Management quickly realized that a major shake-up was needed to recapture more demanding modern appetites. The owners sold the restaurant to legendary chef Reed Groban, who ran the nationally-renowned Marquesa in Scottsdale for two decades. He immediately “Grobanized” the menu, keeping the meat motif but expertly modernizing it with magical dishes like braised short rib crêpes made silky with bone marrow flan and painted with a rich red wine reduction ($17).
The new Pony feels like the old Pony, in all the right ways. It’s still Pepto-Bismol pink, with dark woods and curved booths that wrap around you like a hug. The steak still shines, and it’s a higher quality prime grade and much juicier than it used to be, grilled over mesquite charcoal and dripping juices waiting to be sopped with homemade pretzel bread. One standout, the prime rib ($26-$48), is rubbed with pastrami spice for a slight tangy-sweet punch, and diners can choose mouthwatering sides like crisp-edged polenta cakes ladled with creamy corn fondue ($4).
It’s clear that Groban, his crew and, most importantly, customers, are having fun with this fancier pedigreed place.
“Yep, that’s exactly what I’d call it,” my server said with a grin, when I asked if the “brined turkey and five-spiced duck confit with garden bites in butternut squash crust” ($19) was a glorified potpie.
A plethora of flavors are at play throughout the lengthy menu, and they work wonderfully together, as does Groban’s often over-the-top style. Classic meatloaf ($15) comes as a savory “cupcake” frosted in whipped potato, while a retro lobster Thermidor and stuffed shrimp DeJonghe platter ($27) gets a 21st century kick from squid ink ravioli.
Deviled eggs are hip again across the foodie world, but Groban ups the style factor with toppings like tobiko flying fish roe, crab and curried lobster ($8). There’s also sumptuous creamed spinach – folded with mascarpone, dried apricots, candied ginger and pine nuts ($4).

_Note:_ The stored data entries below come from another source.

//! # commit-lint
//!
//! A configurable linter and interactive builder for commit messages.
//!
//! Supported message formats:
//!
//! - `conventional`: Conventional Commits (<https://www.conventionalcommits.org>)
//! - `github`: GitHub style commit messages with issue references
//! - `jira`: Jira-style commit messages with ticket IDs
//! - `custom`: project-specific formats defined by a regex pattern

#![warn(missing_docs)]
#![warn(clippy::all)]
#![deny(unsafe_code)]

pub mod cli;
pub mod config;
pub mod format;
pub mod git;
pub mod prompt;

pub use crate::cli::Cli;

/// The current version of commit-lint.
pub const VERSION: &str = env!("CARGO_PKG_VERSION");
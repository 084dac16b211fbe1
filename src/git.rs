//! Git plumbing: repository discovery, staging and hook-respecting commits.

pub mod hooks;

use std::path::{Path, PathBuf};
use std::process::{Command, Output};

use anyhow::{Context, Result};
use git2::{Repository, Status, StatusOptions};

/// Index status flags that mark a file as staged for commit.
const STAGED_STATUSES: Status = Status::INDEX_NEW
    .union(Status::INDEX_MODIFIED)
    .union(Status::INDEX_DELETED)
    .union(Status::INDEX_RENAMED)
    .union(Status::INDEX_TYPECHANGE);

/// Discovers the repository containing the current directory.
pub fn discover_repository() -> Result<Repository> {
    Repository::discover(".").context("Not a Git repository (or .git directory not found)")
}

/// Lists the paths currently staged for commit.
pub fn staged_files(repo: &Repository) -> Result<Vec<String>> {
    let mut options = StatusOptions::new();
    options.include_untracked(false);

    let statuses = repo
        .statuses(Some(&mut options))
        .context("Failed to read repository status")?;

    let staged = statuses
        .iter()
        .filter(|entry| entry.status().intersects(STAGED_STATUSES))
        .filter_map(|entry| entry.path().map(String::from))
        .collect();

    Ok(staged)
}

/// Stages every change in the working tree, like `git add -A`.
pub fn stage_all(repo: &Repository) -> Result<()> {
    let mut index = repo.index().context("Failed to open repository index")?;
    index
        .add_all(["*"].iter(), git2::IndexAddOption::DEFAULT, None)
        .context("Failed to stage changes")?;
    index.write().context("Failed to write repository index")?;
    Ok(())
}

/// Runs `git commit -F <file>` through the git binary so that installed
/// hooks still execute, unlike a libgit2 commit.
pub fn commit_with_message_file(message_file: &Path, no_verify: bool) -> Result<Output> {
    let mut command = Command::new("git");
    command.arg("commit").arg("-F").arg(message_file);
    if no_verify {
        command.arg("--no-verify");
    }

    tracing::debug!(no_verify, "running git commit");
    command.output().context("Failed to run git commit")
}

/// Returns the hooks directory of the discovered repository.
pub fn hooks_dir() -> Result<PathBuf> {
    let repo = discover_repository()?;
    Ok(repo.path().join("hooks"))
}
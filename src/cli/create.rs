//! Create command — interactively builds a commit message.

use std::fs;
use std::path::PathBuf;

use anyhow::{Context, Result};
use clap::Parser;

use super::display;
use crate::format::FormatRegistry;
use crate::prompt::TerminalPrompt;

/// Create command options.
#[derive(Parser)]
pub struct CreateCommand {
    /// Path to config file.
    #[arg(long, short)]
    pub config: Option<PathBuf>,

    /// Override format type (conventional, github, jira, custom).
    #[arg(long, short)]
    pub format_type: Option<String>,

    /// File to write the commit message to.
    #[arg(long, short)]
    pub output: Option<PathBuf>,
}

impl CreateCommand {
    /// Executes the create command. Exits with code 1 when the built
    /// message does not validate under the same configuration.
    pub fn execute(self) -> Result<()> {
        let registry = FormatRegistry::builtin();
        let (config, format) =
            super::resolve_format(&registry, self.config.as_deref(), self.format_type.as_deref())?;

        println!("{}", display::builder_banner(format.format_name()));
        let mut prompt = TerminalPrompt::new();
        let commit_message = format.prompt_for_message(&config, &mut prompt)?;

        // Validate the message we just created.
        let result = format.validate(&commit_message);
        if result.is_valid() {
            println!("\n\u{2713} {}", display::valid_banner());
        } else {
            println!(
                "\n{}",
                display::warning_banner("Warning: The generated commit message has validation issues:")
            );
            display::print_errors(&result);
            println!("\nYou may want to adjust the message before using it.");
        }

        if let Some(path) = &self.output {
            fs::write(path, &commit_message)
                .with_context(|| format!("Failed to write {}", path.display()))?;
            println!("Commit message saved to {}", path.display());
        } else {
            display::print_panel("Generated Commit Message", &commit_message);
        }

        // Non-interactive callers need a non-zero exit code on validation
        // failure.
        if !result.is_valid() {
            std::process::exit(1);
        }

        Ok(())
    }
}
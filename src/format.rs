//! Commit message format handlers.
//!
//! Each supported convention is a variant of [`CommitFormat`], a closed set
//! so new formats are an explicit code change and matches stay exhaustive.
//! Handlers are constructed from an immutable [`FormatConfig`] snapshot via
//! a [`FormatRegistry`] and expose three operations: `validate`,
//! `prompt_for_message` and `format_name`.

pub mod conventional;
pub mod custom;
pub mod github;
pub mod jira;

pub use conventional::{ConventionalFormat, ConventionalResult};
pub use custom::{CustomFormat, CustomResult};
pub use github::{GithubFormat, GithubResult};
pub use jira::{JiraFormat, JiraResult};

use anyhow::Result;
use serde::{Deserialize, Serialize};
use thiserror::Error;

use crate::config::FormatConfig;
use crate::prompt::PromptIo;

/// Errors raised while constructing a format handler.
///
/// Validation itself never errors; a malformed message yields an invalid
/// [`ValidationResult`] instead.
#[derive(Error, Debug)]
pub enum FormatError {
    /// The configured `format_type` is not registered.
    #[error("Unknown commit format type: {name}. Valid types: {}", .valid_types.join(", "))]
    UnknownFormatType {
        /// The unrecognized format name.
        name: String,
        /// Names accepted by the registry that was asked.
        valid_types: Vec<String>,
    },

    /// The custom format was selected without a `custom_pattern` setting.
    #[error("No custom_pattern provided in configuration")]
    MissingCustomPattern,

    /// A configured pattern failed to compile.
    #[error("Invalid regular expression in {format} pattern: {source}")]
    InvalidPattern {
        /// Which format's pattern failed.
        format: &'static str,
        /// The underlying regex error.
        #[source]
        source: regex::Error,
    },
}

/// A constructed commit message format handler.
///
/// One instance per configuration; stateless after construction apart from
/// its compiled patterns and config snapshot.
#[derive(Debug)]
pub enum CommitFormat {
    /// Conventional Commits: `type(scope)!: description`.
    Conventional(ConventionalFormat),
    /// GitHub style: short imperative subject plus issue references.
    Github(GithubFormat),
    /// Jira style: `PROJ-123: message`.
    Jira(JiraFormat),
    /// User-supplied regex grammar.
    Custom(CustomFormat),
}

impl CommitFormat {
    /// Validates a commit message. Never fails: malformed input produces an
    /// invalid result carrying at least one error.
    pub fn validate(&self, message: &str) -> ValidationResult {
        match self {
            CommitFormat::Conventional(format) => {
                ValidationResult::Conventional(format.validate(message))
            }
            CommitFormat::Github(format) => ValidationResult::Github(format.validate(message)),
            CommitFormat::Jira(format) => ValidationResult::Jira(format.validate(message)),
            CommitFormat::Custom(format) => ValidationResult::Custom(format.validate(message)),
        }
    }

    /// Interactively builds a message in this format through the given
    /// prompt collaborator.
    pub fn prompt_for_message(
        &self,
        config: &FormatConfig,
        io: &mut dyn PromptIo,
    ) -> Result<String> {
        match self {
            CommitFormat::Conventional(format) => format.prompt_for_message(config, io),
            CommitFormat::Github(format) => format.prompt_for_message(config, io),
            CommitFormat::Jira(format) => format.prompt_for_message(config, io),
            CommitFormat::Custom(format) => format.prompt_for_message(config, io),
        }
    }

    /// The canonical name of this format.
    pub fn format_name(&self) -> &'static str {
        match self {
            CommitFormat::Conventional(_) => conventional::FORMAT_NAME,
            CommitFormat::Github(_) => github::FORMAT_NAME,
            CommitFormat::Jira(_) => jira::FORMAT_NAME,
            CommitFormat::Custom(_) => custom::FORMAT_NAME,
        }
    }
}

/// Outcome of validating one commit message, tagged by format.
#[derive(Debug, Clone, PartialEq, Serialize, Deserialize)]
#[serde(tag = "format", rename_all = "lowercase")]
pub enum ValidationResult {
    /// Result of the Conventional Commits handler.
    Conventional(ConventionalResult),
    /// Result of the GitHub style handler.
    Github(GithubResult),
    /// Result of the Jira style handler.
    Jira(JiraResult),
    /// Result of the custom regex handler.
    Custom(CustomResult),
}

impl ValidationResult {
    /// Whether the message passed every check.
    pub fn is_valid(&self) -> bool {
        match self {
            ValidationResult::Conventional(r) => r.valid,
            ValidationResult::Github(r) => r.valid,
            ValidationResult::Jira(r) => r.valid,
            ValidationResult::Custom(r) => r.valid,
        }
    }

    /// The collected rule violations, empty exactly when the result is valid.
    pub fn errors(&self) -> &[String] {
        match self {
            ValidationResult::Conventional(r) => &r.errors,
            ValidationResult::Github(r) => &r.errors,
            ValidationResult::Jira(r) => &r.errors,
            ValidationResult::Custom(r) => &r.errors,
        }
    }
}

/// Constructor signature stored in the registry.
pub type FormatConstructor = fn(&FormatConfig) -> Result<CommitFormat, FormatError>;

/// Explicit mapping from format name to handler constructor.
///
/// Built once at startup and owned by the caller; there is no module-level
/// registry state. Tests can construct a registry holding a subset of the
/// formats.
pub struct FormatRegistry {
    entries: Vec<(String, FormatConstructor)>,
}

impl FormatRegistry {
    /// Creates a registry with no formats registered.
    pub fn empty() -> Self {
        Self {
            entries: Vec::new(),
        }
    }

    /// Creates a registry with the four built-in formats.
    pub fn builtin() -> Self {
        let mut registry = Self::empty();
        registry.register(conventional::FORMAT_NAME, |config| {
            Ok(CommitFormat::Conventional(ConventionalFormat::new(config)?))
        });
        registry.register(github::FORMAT_NAME, |config| {
            Ok(CommitFormat::Github(GithubFormat::new(config)?))
        });
        registry.register(jira::FORMAT_NAME, |config| {
            Ok(CommitFormat::Jira(JiraFormat::new(config)?))
        });
        registry.register(custom::FORMAT_NAME, |config| {
            Ok(CommitFormat::Custom(CustomFormat::new(config)?))
        });
        registry
    }

    /// Registers a constructor under a name, replacing any existing entry.
    pub fn register(&mut self, name: impl Into<String>, constructor: FormatConstructor) {
        let name = name.into();
        if let Some(entry) = self.entries.iter_mut().find(|(n, _)| *n == name) {
            entry.1 = constructor;
        } else {
            self.entries.push((name, constructor));
        }
    }

    /// Looks up the constructor registered under `name`.
    pub fn lookup(&self, name: &str) -> Option<FormatConstructor> {
        self.entries
            .iter()
            .find(|(n, _)| n == name)
            .map(|(_, constructor)| *constructor)
    }

    /// Whether a format is registered under `name`.
    pub fn contains(&self, name: &str) -> bool {
        self.entries.iter().any(|(n, _)| n == name)
    }

    /// Registered format names, in registration order.
    pub fn format_names(&self) -> Vec<String> {
        self.entries.iter().map(|(n, _)| n.clone()).collect()
    }

    /// Constructs the handler selected by `config.format_type`.
    pub fn get(&self, config: &FormatConfig) -> Result<CommitFormat, FormatError> {
        let name = &config.format_type;
        let constructor = self
            .lookup(name)
            .ok_or_else(|| FormatError::UnknownFormatType {
                name: name.clone(),
                valid_types: self.format_names(),
            })?;
        constructor(config)
    }
}

impl Default for FormatRegistry {
    fn default() -> Self {
        Self::builtin()
    }
}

Pink Pony was once a haven for baseball players and their groupies. Thanks to Groban, it might be the hot spot again for spring training 2012. Fittingly, pastry chef Dave Blom (formerly of the Fairmont Princess) offers a delicious salute to Cactus League history with his dessert The Nostalgia of Baseball ($8), layering milk chocolate and peanut butter cream beneath toasted meringue and finishing the plate with a chocolate stenciled baseball player swinging a bat.
That sound you hear? It’s fans cheering for Pink Pony, back and better than it ever was.
Address: 3831 N. Scottsdale Rd., Scottsdale
Hours: Lunch 11 a.m.-3 p.m. Monday-Saturday; happy hour 3-7 p.m. Monday-Saturday; dinner 5-9 p.m. Monday-Saturday.
Highlights: Braised short rib crêpes ($17), prime rib ($26-$48), meatloaf ($15), lobster Thermidor and stuffed shrimp DeJonghe platter ($27).